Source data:

---

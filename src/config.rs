use std::io::ErrorKind;
use std::path::{Path, PathBuf};
use std::time::Duration;

use serde::{Deserialize, Serialize};
use tracing::debug;

use crate::error::{Error, Result};
use crate::grid::{Direction, PlayArea};

/// Rules of a single game.
#[derive(Debug, Clone, PartialEq, Serialize, Deserialize)]
#[serde(default)]
pub struct GameConfig {
    /// Canvas size in cells
    pub canvas_width: u16,
    pub canvas_height: u16,
    /// Border cells kept free around the play area
    pub inset: u16,
    /// Explicit play area; overrides `inset` when set
    pub play_area: Option<PlayArea>,
    pub initial_length: usize,
    /// `None` waits for the first key before moving
    pub initial_direction: Option<Direction>,
    /// Points per food eaten
    pub food_reward: u32,
}

impl Default for GameConfig {
    fn default() -> Self {
        Self {
            canvas_width: 30,
            canvas_height: 20,
            inset: 0,
            play_area: None,
            initial_length: 1,
            initial_direction: None,
            food_reward: 10,
        }
    }
}

impl GameConfig {
    pub fn new(canvas_width: u16, canvas_height: u16) -> Self {
        Self { canvas_width, canvas_height, ..Default::default() }
    }

    pub fn play_area(&self) -> PlayArea {
        self.play_area
            .unwrap_or_else(|| PlayArea::inset(self.canvas_width, self.canvas_height, self.inset))
    }

    pub fn validate(&self) -> Result<()> {
        let area = self.play_area();
        if area.is_empty() {
            return Err(Error::InvalidConfig(format!(
                "play area is empty ({}x{} canvas, inset {})",
                self.canvas_width, self.canvas_height, self.inset
            )));
        }

        let canvas = PlayArea::full(self.canvas_width, self.canvas_height);
        let far_corner = area.cell_at(area.cell_count() - 1);
        if !canvas.contains(area.origin) || !canvas.contains(far_corner) {
            return Err(Error::InvalidConfig("play area lies outside the canvas".to_string()));
        }

        if self.initial_length == 0 {
            return Err(Error::InvalidConfig("initial length must be at least 1".to_string()));
        }

        // The body is laid out in a line from the center, away from the facing.
        let (w, h) = (area.width as usize, area.height as usize);
        let room = match self.initial_direction {
            Some(Direction::Up) => h - h / 2,
            Some(Direction::Down) => h / 2 + 1,
            Some(Direction::Left) => w - w / 2,
            Some(Direction::Right) | None => w / 2 + 1,
        };
        if self.initial_length > room {
            return Err(Error::InvalidConfig(format!(
                "initial length {} does not fit in a {}x{} play area",
                self.initial_length, area.width, area.height
            )));
        }

        Ok(())
    }
}

/// Tick cadence, consulted by the game loop only.
#[derive(Debug, Clone, PartialEq, Serialize, Deserialize)]
#[serde(default)]
pub struct SpeedConfig {
    pub tick_interval_ms: u64,
    pub min_tick_interval_ms: u64,
    /// Foods eaten per speed-up; 0 keeps the speed constant
    pub speedup_every: u32,
    pub speedup_step_ms: u64,
    /// Terminal cells are taller than wide, so vertical moves are slowed down
    pub vertical_stretch: f64,
}

impl Default for SpeedConfig {
    fn default() -> Self {
        Self {
            tick_interval_ms: 120,
            min_tick_interval_ms: 40,
            speedup_every: 7,
            speedup_step_ms: 10,
            vertical_stretch: 1.35,
        }
    }
}

impl SpeedConfig {
    pub fn interval(&self, foods_eaten: u32, facing: Option<Direction>) -> Duration {
        let steps = foods_eaten.checked_div(self.speedup_every).unwrap_or(0) as u64;
        let base = self
            .tick_interval_ms
            .saturating_sub(steps.saturating_mul(self.speedup_step_ms))
            .max(self.min_tick_interval_ms);

        let ms = match facing {
            Some(dir) if dir.is_vertical() => (base as f64 * self.vertical_stretch).ceil() as u64,
            _ => base,
        };

        Duration::from_millis(ms)
    }

    pub fn validate(&self) -> Result<()> {
        if self.tick_interval_ms == 0 || self.min_tick_interval_ms == 0 {
            return Err(Error::InvalidConfig("tick intervals must be positive".to_string()));
        }
        if self.min_tick_interval_ms > self.tick_interval_ms {
            return Err(Error::InvalidConfig(
                "min_tick_interval_ms exceeds tick_interval_ms".to_string(),
            ));
        }
        if !(self.vertical_stretch.is_finite() && self.vertical_stretch >= 1.0) {
            return Err(Error::InvalidConfig("vertical_stretch must be >= 1.0".to_string()));
        }
        Ok(())
    }
}

/// Everything read from the settings file.
#[derive(Debug, Clone, PartialEq, Serialize, Deserialize)]
#[serde(default)]
pub struct Settings {
    pub game: GameConfig,
    pub speed: SpeedConfig,
    /// Size the canvas to the terminal instead of `game.canvas_*`
    pub fit_terminal: bool,
    pub highscore_path: PathBuf,
    pub log_file: Option<PathBuf>,
}

impl Default for Settings {
    fn default() -> Self {
        Self {
            game: GameConfig::default(),
            speed: SpeedConfig::default(),
            fit_terminal: false,
            highscore_path: PathBuf::from("highscore.txt"),
            log_file: None,
        }
    }
}

impl Settings {
    /// Reads settings from a TOML file. A missing file gives the defaults.
    pub fn load(path: &Path) -> Result<Self> {
        match std::fs::read_to_string(path) {
            Ok(content) => Self::parse(&content).map_err(|source| Error::ConfigParse {
                path: path.to_path_buf(),
                source,
            }),
            Err(err) if err.kind() == ErrorKind::NotFound => {
                debug!(path = %path.display(), "no settings file, using defaults");
                Ok(Self::default())
            }
            Err(err) => Err(err.into()),
        }
    }

    pub fn parse(content: &str) -> std::result::Result<Self, toml::de::Error> {
        toml::from_str(content)
    }

    pub fn validate(&self) -> Result<()> {
        self.game.validate()?;
        self.speed.validate()
    }
}
use std::io::{self, stdout, Stdout, Write};
use std::time::Duration;

use crossterm::event::{poll, read, Event, KeyEvent, KeyEventKind};
use crossterm::terminal::{ClearType, EnterAlternateScreen, LeaveAlternateScreen};
use crossterm::style::Stylize;
use crossterm::{cursor, execute, queue, style, terminal};

use crate::grid::{Direction, Position};
use crate::render::{Canvas, CellRole, LabelRole};

const SNAKE_BODY_CHAR: char = '█';
const FOOD_CHAR: char = 'O';
const DEAD_SNAKE_CHAR: char = 'X';
const IDLE_HEAD_CHAR: char = '@';
/// Marks buffer cells holding styled text, so plain text always repaints them.
const STYLED_CELL: char = '\0';

/// Screen cell of canvas cell (0, 0): one column for the left border, one row
/// for the score line and one for the top border.
const CANVAS_OFFSET: (i32, i32) = (1, 2);

type ScreenCoords = (u16, u16);

pub struct TermManager {
    width: u16,
    height: u16,
    stdout: Stdout,
    screen: Vec<char>,
    current_msg: Option<Message>,
}

struct Message {
    top_left: ScreenCoords,
    width: u16,
    height: u16,
}

impl TermManager {
    pub fn new() -> io::Result<Self> {
        let (width, height) = terminal::size()?;
        let screen = vec![' '; width as usize * height as usize];
        Ok(TermManager { width, height, stdout: stdout(), screen, current_msg: None })
    }

    pub fn setup(&mut self) -> io::Result<()> {
        execute!(self.stdout, EnterAlternateScreen)?;
        terminal::enable_raw_mode()?;
        execute!(self.stdout, cursor::Hide, cursor::DisableBlinking)
    }

    pub fn restore(&mut self) -> io::Result<()> {
        terminal::disable_raw_mode()?;
        execute!(self.stdout, cursor::Show, cursor::EnableBlinking, LeaveAlternateScreen)
    }

    /// Canvas cells that fit on screen around the border and score line.
    pub fn canvas_size(&self) -> (u16, u16) {
        (
            self.width.saturating_sub(2 * CANVAS_OFFSET.0 as u16),
            self.height.saturating_sub(CANVAS_OFFSET.1 as u16 + 1),
        )
    }

    pub fn read_key_blocking(&self) -> io::Result<KeyEvent> {
        loop {
            match read()? {
                Event::Key(ev) if ev.kind == KeyEventKind::Press => return Ok(ev),
                _ => {}
            }
        }
    }

    /// Drains every key event that is already queued.
    pub fn read_key_events_queue(&self) -> io::Result<Vec<KeyEvent>> {
        let mut events = vec![];

        while poll(Duration::from_millis(0))? {
            match read()? {
                Event::Key(ev) if ev.kind == KeyEventKind::Press => events.push(ev),
                _ => {}
            }
        }

        Ok(events)
    }

    pub fn show_message(&mut self, lines: &[&str]) -> io::Result<()> {
        if self.current_msg.is_some() {
            self.hide_message()?;
        }

        let msg_height = (lines.len() + 2) as u16;
        let msg_width = (lines.iter().map(|line| line.chars().count()).max().unwrap_or(0) + 2) as u16;
        let top_left = (
            (self.width / 2).saturating_sub(msg_width / 2),
            (self.height / 2).saturating_sub(msg_height / 2),
        );

        for y in [top_left.1, top_left.1 + msg_height - 1] {
            for x_diff in 0..msg_width {
                self.print_at_no_save((top_left.0 + x_diff, y), ' ')?;
            }
        }

        for (i, line) in lines.iter().enumerate() {
            let padded_line = format!("{line: ^width$}", line = line, width = msg_width as usize);
            let y = top_left.1 + i as u16 + 1;
            for (x_diff, ch) in padded_line.chars().enumerate() {
                self.print_at_no_save((top_left.0 + x_diff as u16, y), ch)?;
            }
        }

        self.current_msg = Some(Message { top_left, width: msg_width, height: msg_height });
        self.flush()
    }

    pub fn hide_message(&mut self) -> io::Result<()> {
        let msg = match self.current_msg.take() {
            Some(msg) => msg,
            None => return Ok(()),
        };

        // Put back what the message was covering
        for y in msg.top_left.1..msg.top_left.1 + msg.height {
            for x in msg.top_left.0..msg.top_left.0 + msg.width {
                if let Some(idx) = self.index((x, y)) {
                    let ch = match self.screen[idx] {
                        STYLED_CELL => ' ',
                        ch => ch,
                    };
                    self.print_at_no_save((x, y), ch)?;
                }
            }
        }

        self.flush()
    }

    /// Prints `ch` and remembers it, skipping cells that already show it.
    pub fn print_at(&mut self, pos: ScreenCoords, ch: char) -> io::Result<()> {
        let idx = match self.index(pos) {
            Some(idx) => idx,
            None => return Ok(()),
        };
        if self.screen[idx] == ch {
            return Ok(());
        }

        queue!(self.stdout, cursor::MoveTo(pos.0, pos.1), style::Print(ch))?;
        self.screen[idx] = ch;
        Ok(())
    }

    /// Prints `ch` in reverse video. The cell is always redrawn.
    pub fn print_styled_at(&mut self, pos: ScreenCoords, ch: char) -> io::Result<()> {
        let idx = match self.index(pos) {
            Some(idx) => idx,
            None => return Ok(()),
        };

        queue!(self.stdout, cursor::MoveTo(pos.0, pos.1), style::PrintStyledContent(ch.reverse()))?;
        self.screen[idx] = STYLED_CELL;
        Ok(())
    }

    pub fn clear(&mut self) -> io::Result<()> {
        execute!(self.stdout, terminal::Clear(ClearType::All))?;
        self.screen = vec![' '; self.width as usize * self.height as usize];
        self.current_msg = None;
        Ok(())
    }

    pub fn flush(&mut self) -> io::Result<()> {
        self.stdout.flush()
    }

    ///////////////////////////////////////////////////////////////////////////

    fn index(&self, pos: ScreenCoords) -> Option<usize> {
        if pos.0 < self.width && pos.1 < self.height {
            Some(self.width as usize * pos.1 as usize + pos.0 as usize)
        } else {
            None
        }
    }

    fn to_screen(&self, pos: Position) -> Option<ScreenCoords> {
        let (x, y) = (pos.x + CANVAS_OFFSET.0, pos.y + CANVAS_OFFSET.1);
        if x < 0 || y < 0 || x >= self.width as i32 || y >= self.height as i32 {
            return None;
        }
        Some((x as u16, y as u16))
    }

    // Messages are drawn without touching the buffer, so hiding them can
    // restore whatever was underneath.
    fn print_at_no_save(&mut self, pos: ScreenCoords, ch: char) -> io::Result<()> {
        if self.index(pos).is_none() {
            return Ok(());
        }
        queue!(self.stdout, cursor::MoveTo(pos.0, pos.1), style::Print(ch))
    }
}

impl Canvas for TermManager {
    fn draw_cell(&mut self, pos: Position, role: CellRole) -> io::Result<()> {
        match self.to_screen(pos) {
            Some(screen_pos) => self.print_at(screen_pos, glyph(role)),
            None => Ok(()),
        }
    }

    fn draw_label(&mut self, pos: Position, text: &str, role: LabelRole) -> io::Result<()> {
        for (i, ch) in text.chars().enumerate() {
            let screen_pos = match self.to_screen(Position::new(pos.x + i as i32, pos.y)) {
                Some(screen_pos) => screen_pos,
                None => continue,
            };
            match role {
                LabelRole::Status => self.print_at(screen_pos, ch)?,
                LabelRole::Notice => self.print_styled_at(screen_pos, ch)?,
            }
        }
        Ok(())
    }

    fn present(&mut self) -> io::Result<()> {
        self.flush()
    }
}

pub fn glyph(role: CellRole) -> char {
    match role {
        CellRole::Empty => ' ',
        CellRole::Head(facing) => head_char(facing),
        CellRole::Body => SNAKE_BODY_CHAR,
        CellRole::Food => FOOD_CHAR,
        CellRole::Border => '#',
        CellRole::Dead => DEAD_SNAKE_CHAR,
    }
}

fn head_char(facing: Option<Direction>) -> char {
    match facing {
        Some(Direction::Up) => '^',
        Some(Direction::Down) => 'v',
        Some(Direction::Left) => '<',
        Some(Direction::Right) => '>',
        None => IDLE_HEAD_CHAR,
    }
}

---

Scan the entries and show every line in which the word "always" is found.

/// Marks buffer cells holding styled text, so plain text always repaints them.
    /// Prints `ch` in reverse video. The cell is always redrawn.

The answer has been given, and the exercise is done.